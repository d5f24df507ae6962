//! Completion endpoint error types.

/// Failures reported by a completion endpoint client.
#[derive(Debug, Clone, PartialEq, Eq, Hash, derive_more::Display)]
pub enum ModelsErrorKind {
    /// Endpoint answered with a non-success status
    #[display("API error (status {}): {}", status, message)]
    Api {
        /// HTTP status code
        status: u16,
        /// Response body or error message
        message: String,
    },
    /// Request could not be built
    #[display("Invalid request: {}", _0)]
    InvalidRequest(String),
    /// Response body could not be decoded
    #[display("Response parsing failed: {}", _0)]
    ResponseParsing(String),
    /// Response decoded but carried no usable text
    #[display("Empty response from {}", _0)]
    EmptyResponse(String),
}

/// Completion endpoint error with location tracking.
///
/// # Examples
///
/// ```
/// use whodunit_error::{ModelsError, ModelsErrorKind};
///
/// let err = ModelsError::new(ModelsErrorKind::Api {
///     status: 429,
///     message: "slow down".to_string(),
/// });
/// assert!(format!("{}", err).contains("429"));
/// ```
#[derive(Debug, Clone, derive_more::Display, derive_more::Error)]
#[display("Models Error: {} at line {} in {}", kind, line, file)]
pub struct ModelsError {
    /// The kind of error that occurred
    pub kind: ModelsErrorKind,
    /// Line number where error was created
    pub line: u32,
    /// File where error was created
    pub file: &'static str,
}

impl ModelsError {
    /// Create a new models error with automatic location tracking.
    #[track_caller]
    pub fn new(kind: ModelsErrorKind) -> Self {
        let location = std::panic::Location::caller();
        Self {
            kind,
            line: location.line(),
            file: location.file(),
        }
    }
}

WHAT TO PRODUCE:
Only a number is wanted here: how many lines of the data hold the string "created".

PROBLEM SOLUTION:
2